Updated: Dec 4, 2020
Welcome to part 3 of this 4-part topic. If you haven’t read the first post on the subject, here is the link: Click here: Perimenopause vs Menopause. Confused? Let’s Hack That.
Too many women suffer in silence. Not seeking help or advice from a doctor. Maybe you are afraid of side effects of the HRT. You may not believe anything will relieve the symptoms. You may feel comfortable with having a conversation with your doctor on the subject. Maybe your doctor is one that doesn’t seem understanding when it comes to perimenopause. (Which was my original experience, but not all doctors fall into this category).
Perimenopause, I’m told, is not as clear or tangible to doctors as Menopause is. Some feel “helpless” in helping their patients. But many now understand perimenopause and are able to guide and help you along this stage of your life.
Yes you should talk to your doctor. Let’s talk of the reasons why.
Early onset of Menopause
When a woman has a surgical removal of both ovaries, or has cancer treatments like chemotherapy or pelvic radiation, she will experience what is called “induced menopause”. She will experience the end of her periods due to a medical procedure / intervention.
Other factors that can influence the timing of your natural menopausal stage are genetics and smoking. It has been shown that smokers tend to reach menopause around 2 years earlier than non-smokers.
When should I be concerned about perimenopausal symptoms?
You don’t necessarily have to call your doctor to get diagnosed with perimenopause or menopause. You now know that irregular periods are common and normal during perimenopause. But other conditions can cause changes in menstrual bleeding.
When should I call my doctor?
Call your doctor if you experience the following symptoms:
spotting after your period
blood clots during your period
bleeding after sex
periods that are much longer or much shorter than normal
Abnormal bleeding can be caused by hormonal imbalances, birth control pills, pregnancy, fibroid, or rarely, cancer. However, talk to your doctor so that you can be clear on the cause.
Also talk to your doctor if :
Your period is extremely heavy (you are changing pads or tampons every couple of hours)
your bleeding lasts longer than seven days
you bleed between periods
you are getting your periods less than 21 days apart.
Note: You should also call your doctor if the symptoms of either perimenopause or menopause become severe enough to interfere with your daily life.
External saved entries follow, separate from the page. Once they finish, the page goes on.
//! local-bulk 병합 버퍼 -- dedup 키 기준 클라이언트 측 병합
//!
//! [`LocalBulkBuffer`]는 같은 dedup 키의 레코드를 하나의 [`Observation`]으로
//! 합쳐 보관하고, 고유 키 수가 용량에 도달하면 플러시 대상이 됩니다.
//! 드레인 순서는 키가 처음 들어온 순서입니다.
//!
//! 보강(`infos`)은 플러시 구간마다 키당 한 번, 키가 처음 들어올 때 계산됩니다.

use std::collections::HashMap;

use passiverecon_core::types::{DedupKey, Observation, PersistableRecord};

use crate::enrich::Enricher;

/// 인메모리 병합 버퍼
pub struct LocalBulkBuffer {
    /// 삽입 순서의 관측 목록
    entries: Vec<Observation>,
    /// dedup 키 -> `entries` 인덱스
    index: HashMap<DedupKey, usize>,
    /// 최대 고유 키 수
    capacity: usize,
    /// 기존 키에 병합된 레코드 수 (통계용)
    merged_count: u64,
    /// 총 유입 레코드 수
    total_received: u64,
}

impl LocalBulkBuffer {
    /// 새 병합 버퍼를 생성합니다.
    pub fn new(capacity: usize) -> Self {
        let capacity = capacity.max(1);
        Self {
            entries: Vec::with_capacity(capacity.min(10_000)),
            index: HashMap::with_capacity(capacity.min(10_000)),
            capacity,
            merged_count: 0,
            total_received: 0,
        }
    }

    /// 레코드를 버퍼에 추가합니다.
    ///
    /// 같은 키가 이미 있으면 병합하고 `true`를 반환합니다.
    pub fn push<E: Enricher + ?Sized>(&mut self, record: PersistableRecord, enricher: &E) -> bool {
        self.total_received += 1;

        if let Some(&idx) = self.index.get(&record.key) {
            let stored = &mut self.entries[idx];
            stored.count = stored.count.saturating_add(1);
            stored.first_seen = stored.first_seen.min(record.timestamp);
            stored.last_seen = stored.last_seen.max(record.timestamp);
            self.merged_count += 1;
            return true;
        }

        let infos = enricher.infos(&record);
        self.index.insert(record.key.clone(), self.entries.len());
        self.entries.push(Observation::from_record(record, infos));
        false
    }

    /// 버퍼의 모든 관측을 삽입 순서로 드레인합니다.
    pub fn drain_all(&mut self) -> Vec<Observation> {
        self.index.clear();
        std::mem::take(&mut self.entries)
    }

    /// 현재 고유 키 수를 반환합니다.
    pub fn len(&self) -> usize {
        self.entries.len()
    }

    /// 버퍼가 비어있는지 확인합니다.
    pub fn is_empty(&self) -> bool {
        self.entries.is_empty()
    }

    /// 최대 고유 키 수를 반환합니다.
    pub fn capacity(&self) -> usize {
        self.capacity
    }

    /// 기존 키에 병합된 레코드 수를 반환합니다.
    pub fn merged_count(&self) -> u64 {
        self.merged_count
    }

    /// 총 유입 레코드 수를 반환합니다.
    pub fn total_received(&self) -> u64 {
        self.total_received
    }

    /// 버퍼 사용률을 0.0~1.0 범위로 반환합니다.
    pub fn utilization(&self) -> f64 {
        f64::from(u32::try_from(self.entries.len()).unwrap_or(u32::MAX))
            / f64::from(u32::try_from(self.capacity).unwrap_or(u32::MAX))
    }

    /// 고유 키 수가 용량에 도달했는지 확인합니다.
    pub fn should_flush(&self) -> bool {
        self.entries.len() >= self.capacity
    }
}
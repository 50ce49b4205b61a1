//! 인메모리 저장소

use std::collections::HashMap;

use passiverecon_core::error::StorageError;
use passiverecon_core::types::{DedupKey, Observation};

use super::PassiveStore;

/// `HashMap` 기반 저장소
///
/// 병합 규칙은 [`SqliteStore`](super::SqliteStore)와 같습니다.
#[derive(Debug, Default)]
pub struct MemoryStore {
    observations: HashMap<DedupKey, Observation>,
}

impl MemoryStore {
    /// 빈 저장소를 생성합니다.
    pub fn new() -> Self {
        Self::default()
    }

    /// 저장된 모든 관측을 반환합니다 (순서 없음).
    pub fn observations(&self) -> impl Iterator<Item = &Observation> {
        self.observations.values()
    }
}

impl PassiveStore for MemoryStore {
    fn upsert(&mut self, observation: &Observation) -> Result<(), StorageError> {
        match self.observations.get_mut(&observation.key) {
            Some(stored) => stored.merge(observation),
            None => {
                self.observations
                    .insert(observation.key.clone(), observation.clone());
            }
        }
        Ok(())
    }

    fn upsert_bulk(&mut self, observations: &[Observation]) -> Result<(), StorageError> {
        for observation in observations {
            self.upsert(observation)?;
        }
        Ok(())
    }

    fn get(&self, key: &DedupKey) -> Result<Option<Observation>, StorageError> {
        Ok(self.observations.get(key).cloned())
    }

    fn count(&self) -> Result<u64, StorageError> {
        Ok(self.observations.len() as u64)
    }

    fn backend_name(&self) -> &'static str {
        "memory"
    }
}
How is perimenopause diagnosed?
In a the first post of this series I suggested keeping a journal of your perimenopausal experience. Tracking your symptoms and how you are experiencing them. Also keeping track of your last period, any irregularities, etc.
Your doctor will ask you the date of your last period, what symptoms you are having, and how often you are having them. Be honest. Don’t be afraid to discuss everything from trouble sleeping to symptoms regarding sexual problems. It is very important to openly communicate with your doctor so he/she can help.
Your doctor may also do a vaginal swab to test pH levels. During your reproductive years, your vaginal pH is about 4.5. During menopause, your vaginal pH rises to about 6. This simple vaginal swab can confirm menopause.
Remember that perimenopause and menopause are both natural stages in a woman’s life. All women go through it even though we may have different experiences.
Here are other things your doctor may do as tests. These tests can help confirm menopause and rule out other possible conditions like ovarian failure or thyroid condition.
Blood test t check levels of follicle stimulating hormone (FSH) and estrogen
Tests for liver and kidney function
a complete cholesterol test
a thyroid function test (blood test for TSH, T4, T3)
During your visit with your doctor, he/she will also consider your age, family history, and menstrual cycle to determine if you are experiencing perimenopause. A blood test can check your hormone levels. However, your doctor may not order one done unless your symptoms are occurring at an unusually young age. (This was my experience.)